On songe d’ailleurs au Ruban blanc devant cette échappée campagnarde, là où rien ne semble briser la monotonie des jours, ou altérer la bienveillance des paysans. Sauf bien sûr l’arrivée d’un élément perturbateur dont le regard hagard, les cheveux trop longs, et l’accent allemand en font d’emblée un paria aux yeux des habitants luxembourgeois de Schandelsmillen, lieu fictif. Le cinéaste a d’ailleurs revisité quelques rues et paysages de son enfance pour fabriquer ce petit village où grouillent des secrets inavouables.
Jens (puissant Frederick Lau, vu dans Victoria, de Sebastian Schipper, une virée berlinoise saisie en un seul long plan-séquence) semble venir de nulle part, et c’est sans doute ce qui attire Lucy (Vicky Krieps), une jeune allumeuse rêvant de nouveaux horizons, et d’amour sans contraintes.
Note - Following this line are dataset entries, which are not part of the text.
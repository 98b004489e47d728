// Copyright 2026 Phillip Cloud
// Licensed under the Apache License, Version 2.0

use anyhow::Result;

/// Ordered list of strings; duplicates are allowed.
#[derive(Debug, Clone, PartialEq, Eq, Default)]
pub struct ItemList(Vec<String>);

impl ItemList {
    pub fn new() -> Self {
        Self::default()
    }

    pub fn as_slice(&self) -> &[String] {
        &self.0
    }

    pub fn len(&self) -> usize {
        self.0.len()
    }

    pub fn is_empty(&self) -> bool {
        self.0.is_empty()
    }

    pub fn get(&self, index: usize) -> Option<&str> {
        self.0.get(index).map(String::as_str)
    }

    pub fn iter(&self) -> impl Iterator<Item = &str> + '_ {
        self.0.iter().map(String::as_str)
    }

    /// Appends and returns the new item's index.
    pub fn push(&mut self, item: impl Into<String>) -> usize {
        self.0.push(item.into());
        self.0.len() - 1
    }

    /// Inserts at `index`, clamped to the end of the list.
    pub fn insert(&mut self, index: usize, item: impl Into<String>) -> usize {
        let index = index.min(self.0.len());
        self.0.insert(index, item.into());
        index
    }

    pub fn remove(&mut self, index: usize) -> Option<String> {
        (index < self.0.len()).then(|| self.0.remove(index))
    }

    pub fn set(&mut self, index: usize, item: impl Into<String>) -> bool {
        match self.0.get_mut(index) {
            Some(slot) => {
                *slot = item.into();
                true
            }
            None => false,
        }
    }

    /// Swaps the item with its predecessor; returns the item's new index.
    pub fn move_up(&mut self, index: usize) -> Option<usize> {
        if index == 0 || index >= self.0.len() {
            return None;
        }
        self.0.swap(index - 1, index);
        Some(index - 1)
    }

    pub fn move_down(&mut self, index: usize) -> Option<usize> {
        if index + 1 >= self.0.len() {
            return None;
        }
        self.0.swap(index, index + 1);
        Some(index + 1)
    }

    pub fn clear(&mut self) {
        self.0.clear();
    }
}

impl<S: Into<String>> FromIterator<S> for ItemList {
    fn from_iter<I: IntoIterator<Item = S>>(iter: I) -> Self {
        Self(iter.into_iter().map(Into::into).collect())
    }
}

/// A modal editor over an item list. It edits the list it is handed in
/// place and returns when the user closes it.
pub trait CollectionDialog {
    fn show_modal(&mut self, title: &str, items: &mut ItemList) -> Result<()>;
}

/// Owner of an editable string list with a modal editing surface.
///
/// The dialog mutates the backing store directly, so there is no cancel:
/// whatever the list looks like when the dialog closes is what `items()`
/// returns afterwards.
#[derive(Debug, Clone, PartialEq, Eq, Default)]
pub struct ItemListEditor {
    title: String,
    items: ItemList,
}

impl ItemListEditor {
    pub fn new(title: impl Into<String>) -> Self {
        Self {
            title: title.into(),
            items: ItemList::new(),
        }
    }

    pub fn title(&self) -> &str {
        &self.title
    }

    pub fn set_title(&mut self, title: impl Into<String>) {
        self.title = title.into();
    }

    pub fn items(&self) -> Vec<String> {
        self.items.as_slice().to_vec()
    }

    pub fn item_list(&self) -> &ItemList {
        &self.items
    }

    /// Replaces the whole list; existing items are cleared first.
    pub fn set_items<I, S>(&mut self, items: I)
    where
        I: IntoIterator<Item = S>,
        S: Into<String>,
    {
        self.items.clear();
        for item in items {
            self.items.push(item);
        }
    }

    pub fn open(&mut self, dialog: &mut dyn CollectionDialog) -> Result<()> {
        dialog.show_modal(&self.title, &mut self.items)
    }
}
Cette mère monoparentale et son père Henri (Roger Origer), chef de la fanfare locale, représentent ses deux seuls alliés, lui permettant de se trouver un petit boulot d’ouvrier agricole, une caravane déglinguée pour dormir, ainsi qu’une trompette, instrument dont il ne connaît pas les rudiments.
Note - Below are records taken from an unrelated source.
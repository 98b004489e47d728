// Copyright 2026 Phillip Cloud
// Licensed under the Apache License, Version 2.0

mod config;
mod logging;
mod runtime;

use anyhow::{Context, Result};
use authdesk_app::AppState;
use authdesk_rpc::Client;
use config::Config;
use runtime::RpcRuntime;
use std::env;
use std::path::PathBuf;
use tracing::info;

fn main() {
    if let Err(error) = run() {
        eprintln!("{error:#}");
        std::process::exit(1);
    }
}

fn run() -> Result<()> {
    let options = parse_cli_args(env::args().skip(1), Config::default_path()?)?;
    if options.show_help {
        print_help();
        return Ok(());
    }

    if options.print_config_path {
        println!("{}", options.config_path.display());
        return Ok(());
    }

    if options.print_example {
        print!("{}", Config::example_config(&options.config_path));
        return Ok(());
    }

    let config = Config::load(&options.config_path).with_context(|| {
        format!(
            "load config {}; run `authdesk --print-example-config` to generate a v1 template",
            options.config_path.display()
        )
    })?;

    let log_path = config.log_path();
    logging::init(log_path.as_deref(), config.log_level())?;
    info!(
        version = env!("CARGO_PKG_VERSION"),
        base_url = config.base_url(),
        "authdesk starting"
    );

    let client = Client::new(config.base_url(), config.timeout()?).with_context(|| {
        format!(
            "invalid [remote] config in {}; fix base_url/timeout values",
            options.config_path.display()
        )
    })?;

    if options.check_only {
        client.ping()?;
        println!("{} is reachable", client.base_url());
        return Ok(());
    }

    let mut state = AppState::default();
    let mut runtime = RpcRuntime::new(client);
    let highlight = authdesk_tui::run_app(&mut state, &mut runtime, &config.ui_options())?;
    info!(highlight_terms = highlight.len(), "authdesk exiting");
    Ok(())
}

#[derive(Debug, Clone, PartialEq, Eq)]
struct CliOptions {
    config_path: PathBuf,
    print_config_path: bool,
    print_example: bool,
    check_only: bool,
    show_help: bool,
}

fn parse_cli_args<I, S>(args: I, default_config_path: PathBuf) -> Result<CliOptions>
where
    I: IntoIterator<Item = S>,
    S: AsRef<str>,
{
    let mut options = CliOptions {
        config_path: default_config_path,
        print_config_path: false,
        print_example: false,
        check_only: false,
        show_help: false,
    };

    let mut iter = args.into_iter();
    while let Some(arg) = iter.next() {
        match arg.as_ref() {
            "--config" => {
                let value = iter
                    .next()
                    .ok_or_else(|| anyhow::anyhow!("--config requires a file path"))?;
                options.config_path = PathBuf::from(value.as_ref());
            }
            "--print-config-path" => {
                options.print_config_path = true;
            }
            "--print-example-config" => {
                options.print_example = true;
            }
            "--check" => {
                options.check_only = true;
            }
            "--help" | "-h" => {
                options.show_help = true;
            }
            unknown => {
                return Err(anyhow::anyhow!(
                    "unknown argument {unknown:?}; run with --help to see supported options"
                ));
            }
        }
    }

    Ok(options)
}

fn print_help() {
    println!("authdesk: authenticator console for a remote admin server");
    println!("  --config <path>          Use a specific config path");
    println!("  --print-config-path      Print resolved config path");
    println!("  --print-example-config   Print a v1 config template");
    println!("  --check                  Validate config and ping the server, then exit");
    println!("  --help                   Show this help");
}

#[cfg(test)]
mod tests {
    use super::{CliOptions, parse_cli_args};
    use anyhow::Result;
    use std::path::PathBuf;

    fn default_options_path() -> PathBuf {
        PathBuf::from("/tmp/authdesk-config.toml")
    }

    #[test]
    fn parse_cli_args_defaults_to_provided_config_path() -> Result<()> {
        let options = parse_cli_args(Vec::<String>::new(), default_options_path())?;
        assert_eq!(
            options,
            CliOptions {
                config_path: default_options_path(),
                print_config_path: false,
                print_example: false,
                check_only: false,
                show_help: false,
            }
        );
        Ok(())
    }

    #[test]
    fn parse_cli_args_sets_config_path_override() -> Result<()> {
        let options = parse_cli_args(
            vec!["--config", "/custom/config.toml"],
            default_options_path(),
        )?;
        assert_eq!(options.config_path, PathBuf::from("/custom/config.toml"));
        Ok(())
    }

    #[test]
    fn parse_cli_args_errors_for_missing_config_value() {
        let error = parse_cli_args(vec!["--config"], default_options_path())
            .expect_err("missing config value should fail");
        assert!(error.to_string().contains("--config requires a file path"));
    }

    #[test]
    fn parse_cli_args_errors_for_unknown_argument() {
        let error = parse_cli_args(vec!["--demo"], default_options_path())
            .expect_err("unknown arg should fail");
        let message = error.to_string();
        assert!(message.contains("unknown argument"));
        assert!(message.contains("--help"));
    }

    #[test]
    fn parse_cli_args_sets_print_and_check_flags() -> Result<()> {
        let options = parse_cli_args(
            vec!["--print-config-path", "--print-example-config", "--check"],
            default_options_path(),
        )?;
        assert!(options.print_config_path);
        assert!(options.print_example);
        assert!(options.check_only);
        assert!(!options.show_help);
        Ok(())
    }

    #[test]
    fn parse_cli_args_sets_help_flag_for_long_and_short_variants() -> Result<()> {
        let long = parse_cli_args(vec!["--help"], default_options_path())?;
        assert!(long.show_help);

        let short = parse_cli_args(vec!["-h"], default_options_path())?;
        assert!(short.show_help);
        Ok(())
    }
}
On comprend vite que Jens est en cavale, traînant des liasses d’euros dans son sac de voyage, suspicieux du matin au soir, sauf quand il boit, ou s’envoie en l’air avec Lucy. Peu à peu, le fugitif semble trouver sa place, s’intégrant dans ce monde où tout apparaît réglé par les forces de la nature. Or, la nature humaine a aussi son mot à dire, et l’amabilité suspecte de l’entourage commence peu à peu à ressembler à celle des voisins dans Rosemary’s Baby ou Le Locataire. À leur contact, sans crier gare – mais dans un processus narratif parfois long et laborieux -, Jens baisse peu à peu la garde, symbolisé par un désir étonnant de se faire la barbe, d’afficher un souci pour son apparence qu’on ne lui connaissait pas jusque-là.
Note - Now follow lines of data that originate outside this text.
// Copyright 2026 Phillip Cloud
// Licensed under the Apache License, Version 2.0

use serde::{Deserialize, Deserializer, Serialize};

use crate::ids::*;

#[derive(Debug, Clone, Copy, PartialEq, Eq, Hash, Serialize, Deserialize)]
pub enum ResourceKind {
    Authenticators,
}

impl ResourceKind {
    pub const ALL: [Self; 1] = [Self::Authenticators];

    pub const fn as_str(self) -> &'static str {
        match self {
            Self::Authenticators => "authenticators",
        }
    }

    pub const fn columns(self) -> &'static [&'static str] {
        match self {
            Self::Authenticators => &["name", "type", "comments", "priority"],
        }
    }
}

/// Renderer-facing colour class of a row.
#[derive(Debug, Clone, Copy, PartialEq, Eq, Hash, Serialize, Deserialize)]
pub enum StatusTag {
    Active,
    Inactive,
    Pending,
    Error,
    Unknown,
}

impl StatusTag {
    pub const fn as_str(self) -> &'static str {
        match self {
            Self::Active => "active",
            Self::Inactive => "inactive",
            Self::Pending => "pending",
            Self::Error => "error",
            Self::Unknown => "unknown",
        }
    }
}

/// One-letter lifecycle codes the server attaches to managed objects.
#[derive(Debug, Clone, Copy, PartialEq, Eq, Hash, Serialize, Deserialize)]
pub enum ObjectState {
    Active,
    Inactive,
    Blocked,
    Launching,
    Preparing,
    Usable,
    Removable,
    Removing,
    Removed,
    Canceled,
    Canceling,
    Error,
    Running,
    Finished,
    ForExecute,
}

impl ObjectState {
    pub const fn code(self) -> &'static str {
        match self {
            Self::Active => "A",
            Self::Inactive => "I",
            Self::Blocked => "B",
            Self::Launching => "L",
            Self::Preparing => "P",
            Self::Usable => "U",
            Self::Removable => "R",
            Self::Removing => "M",
            Self::Removed => "S",
            Self::Canceled => "C",
            Self::Canceling => "K",
            Self::Error => "E",
            Self::Running => "W",
            Self::Finished => "F",
            Self::ForExecute => "X",
        }
    }

    pub fn parse(value: &str) -> Option<Self> {
        match value.trim() {
            "A" => Some(Self::Active),
            "I" => Some(Self::Inactive),
            "B" => Some(Self::Blocked),
            "L" => Some(Self::Launching),
            "P" => Some(Self::Preparing),
            "U" => Some(Self::Usable),
            "R" => Some(Self::Removable),
            "M" => Some(Self::Removing),
            "S" => Some(Self::Removed),
            "C" => Some(Self::Canceled),
            "K" => Some(Self::Canceling),
            "E" => Some(Self::Error),
            "W" => Some(Self::Running),
            "F" => Some(Self::Finished),
            "X" => Some(Self::ForExecute),
            _ => None,
        }
    }

    pub const fn label(self) -> &'static str {
        match self {
            Self::Active => "Active",
            Self::Inactive => "Inactive",
            Self::Blocked => "Blocked",
            Self::Launching => "Waiting publication",
            Self::Preparing => "In preparation",
            Self::Usable => "Valid",
            Self::Removable => "Waiting for removal",
            Self::Removing => "Removing",
            Self::Removed => "Removed",
            Self::Canceled => "Canceled",
            Self::Canceling => "Canceling",
            Self::Error => "Error",
            Self::Running => "Running",
            Self::Finished => "Finished",
            Self::ForExecute => "Waiting execution",
        }
    }

    pub const fn tag(self) -> StatusTag {
        match self {
            Self::Active | Self::Usable => StatusTag::Active,
            Self::Inactive | Self::Blocked | Self::Finished => StatusTag::Inactive,
            Self::Launching
            | Self::Preparing
            | Self::Removable
            | Self::Removing
            | Self::Canceling
            | Self::Running
            | Self::ForExecute => StatusTag::Pending,
            Self::Error | Self::Canceled | Self::Removed => StatusTag::Error,
        }
    }
}

/// Label for a raw state code; unknown codes render empty.
pub fn state_label(code: &str) -> &'static str {
    ObjectState::parse(code).map_or("", ObjectState::label)
}

#[derive(Debug, Clone, Copy, PartialEq, Eq, PartialOrd, Ord, Hash, Serialize, Deserialize)]
pub enum LogLevel {
    Debug,
    Info,
    Warning,
    Error,
    Critical,
    Other,
}

impl LogLevel {
    pub const fn as_str(self) -> &'static str {
        match self {
            Self::Debug => "DEBUG",
            Self::Info => "INFO",
            Self::Warning => "WARN",
            Self::Error => "ERROR",
            Self::Critical => "CRITICAL",
            Self::Other => "OTHER",
        }
    }

    pub fn parse(value: &str) -> Self {
        let trimmed = value.trim();
        if let Ok(code) = trimmed.parse::<i64>() {
            return match code {
                ..=10_000 => Self::Debug,
                10_001..=20_000 => Self::Info,
                20_001..=30_000 => Self::Warning,
                30_001..=40_000 => Self::Error,
                _ => Self::Critical,
            };
        }

        match trimmed.to_ascii_lowercase().as_str() {
            "debug" => Self::Debug,
            "info" => Self::Info,
            "warn" | "warning" => Self::Warning,
            "error" => Self::Error,
            "critical" | "fatal" => Self::Critical,
            _ => Self::Other,
        }
    }

    pub const fn tag(self) -> StatusTag {
        match self {
            Self::Error | Self::Critical => StatusTag::Error,
            Self::Warning => StatusTag::Pending,
            Self::Debug => StatusTag::Inactive,
            Self::Info | Self::Other => StatusTag::Active,
        }
    }
}

#[derive(Debug, Clone, PartialEq, Eq, Serialize, Deserialize)]
#[serde(rename_all = "camelCase")]
pub struct Authenticator {
    pub id: AuthenticatorId,
    #[serde(default, deserialize_with = "lenient_string")]
    pub name: String,
    #[serde(default, deserialize_with = "lenient_string")]
    pub type_name: String,
    #[serde(default, deserialize_with = "lenient_string")]
    pub comments: String,
    #[serde(default, deserialize_with = "lenient_string")]
    pub priority: String,
    #[serde(default, deserialize_with = "lenient_string")]
    pub state: String,
}

impl Authenticator {
    pub fn tag(&self) -> StatusTag {
        if self.state.trim().is_empty() {
            return StatusTag::Active;
        }
        ObjectState::parse(&self.state).map_or(StatusTag::Unknown, ObjectState::tag)
    }

    /// Label shown for the state; a missing state reads as active.
    pub fn state_label(&self) -> &'static str {
        if self.state.trim().is_empty() {
            return ObjectState::Active.label();
        }
        state_label(&self.state)
    }
}

#[derive(Debug, Clone, PartialEq, Eq, Default, Serialize, Deserialize)]
pub struct LogEntry {
    #[serde(default, alias = "date", deserialize_with = "lenient_string")]
    pub timestamp: String,
    #[serde(default, deserialize_with = "lenient_string")]
    pub level: String,
    #[serde(default, deserialize_with = "lenient_string")]
    pub source: String,
    #[serde(default, deserialize_with = "lenient_string")]
    pub message: String,
}

impl LogEntry {
    pub fn log_level(&self) -> LogLevel {
        LogLevel::parse(&self.level)
    }
}

/// A listing record tagged with the resource kind it was fetched for.
#[derive(Debug, Clone, PartialEq, Eq)]
pub enum RemoteRecord {
    Authenticator(Authenticator),
}

impl RemoteRecord {
    pub const fn kind(&self) -> ResourceKind {
        match self {
            Self::Authenticator(_) => ResourceKind::Authenticators,
        }
    }

    pub fn row_id(&self) -> RowId {
        match self {
            Self::Authenticator(auth) => RowId::from(auth.id.clone()),
        }
    }
}

#[derive(Debug, Clone, Copy, PartialEq, Eq, Default, Serialize, Deserialize)]
pub struct DashboardOverview {
    #[serde(default)]
    pub users: u64,
    #[serde(default)]
    pub services: u64,
    #[serde(default)]
    pub user_services: u64,
    #[serde(default)]
    pub restrained_services_pools: u64,
}

#[derive(Debug, Clone, Copy, PartialEq, Eq, Hash, Serialize, Deserialize)]
pub enum StatKind {
    Assigned,
    InUse,
}

impl StatKind {
    pub const ALL: [Self; 2] = [Self::Assigned, Self::InUse];

    pub const fn as_str(self) -> &'static str {
        match self {
            Self::Assigned => "assigned",
            Self::InUse => "inuse",
        }
    }

    pub const fn label(self) -> &'static str {
        match self {
            Self::Assigned => "assigned",
            Self::InUse => "in use",
        }
    }
}

#[derive(Debug, Clone, Copy, PartialEq, Serialize, Deserialize)]
pub struct StatPoint {
    pub stamp: i64,
    pub value: f64,
}

#[derive(Debug, Clone, Copy, PartialEq, Eq, Serialize, Deserialize)]
pub enum Pane {
    Authenticators,
    Dashboard,
}

impl Pane {
    pub const ALL: [Self; 2] = [Self::Authenticators, Self::Dashboard];

    pub const fn label(self) -> &'static str {
        match self {
            Self::Authenticators => "authenticators",
            Self::Dashboard => "dashboard",
        }
    }
}

#[derive(Debug, Clone, Copy, PartialEq, Eq, Serialize, Deserialize)]
pub enum AppMode {
    Nav,
    ItemsDialog,
}

#[derive(Debug, Clone, Copy, PartialEq, Eq, Serialize, Deserialize)]
pub enum SortDirection {
    Asc,
    Desc,
}

impl SortDirection {
    pub const fn toggled(self) -> Self {
        match self {
            Self::Asc => Self::Desc,
            Self::Desc => Self::Asc,
        }
    }

    pub const fn as_str(self) -> &'static str {
        match self {
            Self::Asc => "asc",
            Self::Desc => "desc",
        }
    }
}

#[derive(Deserialize)]
#[serde(untagged)]
enum LenientValue {
    Text(String),
    Integer(i64),
    Float(f64),
    Bool(bool),
}

// Servers are loose about scalar types: priorities arrive as numbers, levels
// as codes, and absent values as null.
fn lenient_string<'de, D>(deserializer: D) -> Result<String, D::Error>
where
    D: Deserializer<'de>,
{
    let value = Option::<LenientValue>::deserialize(deserializer)?;
    Ok(match value {
        None => String::new(),
        Some(LenientValue::Text(value)) => value,
        Some(LenientValue::Integer(value)) => value.to_string(),
        Some(LenientValue::Float(value)) => value.to_string(),
        Some(LenientValue::Bool(value)) => value.to_string(),
    })
}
Ce comportement déroutant n’est qu’un incident anodin parmi d’autres, par exemple la découverte de photos érotiques de femmes du village dont les visages sont masqués, mais de moins en moins à mesure que ce survenant allemand les observe. Mais l’événement le plus spectaculaire, celui qui fera tout basculer – dont le ton du film! – se déroule au milieu d’un champ de maïs, évoquant les extravagances d’Alfred Hitchcock dans North by Northwest; Jens, tout comme Cary Grant, n’a aucune idée pourquoi on veut sa peau, et surtout pas en l’égarant à quelques mètres d’une moissonneuse-batteuse en marche.
Les gens de Schandelsmillen (-1) | © Dark Star Pictures À ce moment précis, Gutland (qui signifie « Bonne terre ») se dépouille de ses aspects les plus naturalistes, Govinda Van Maele jouant à fond la carte fantastique, celle où l’élément perturbateur se voit littéralement broyé par une masse informe de figures inquiétantes à la moralité douteuse, à la violence trop longtemps contenue. Ce qui fait surgir une foule d’interrogations auxquelles le cinéaste refuse de répondre, nous égarant à notre tour dans ce champ de maïs de symboles et d’hypothèses, là où des cadavres surgissent des eaux, où des complices d’autrefois reviennent chercher leur part du gâteau, à la pointe du fusil s’il le faut.
Une discussion à bâtons rompus entre Jens et Henri devant la photographie d’un trompettiste autrefois virtuose, aujourd’hui déchu, laisse planer un doute sur la véritable identité du vagabond, lui qui non seulement maîtrise de mieux en mieux la trompette, mais la langue luxembourgeoise: aurions-nous affaire à un amnésique qui en savait trop sur ses concitoyens? Et au final, qui aurait cru qu’un jour un cinéaste luxembourgeois provoquerait en nous une angoisse autre que fiscale ?
Gutland était présenté dans le cardre de la série ACHTUNG FILM! du Goethe-Institut Montreal le 1 février 2018 au Cinéma du parc.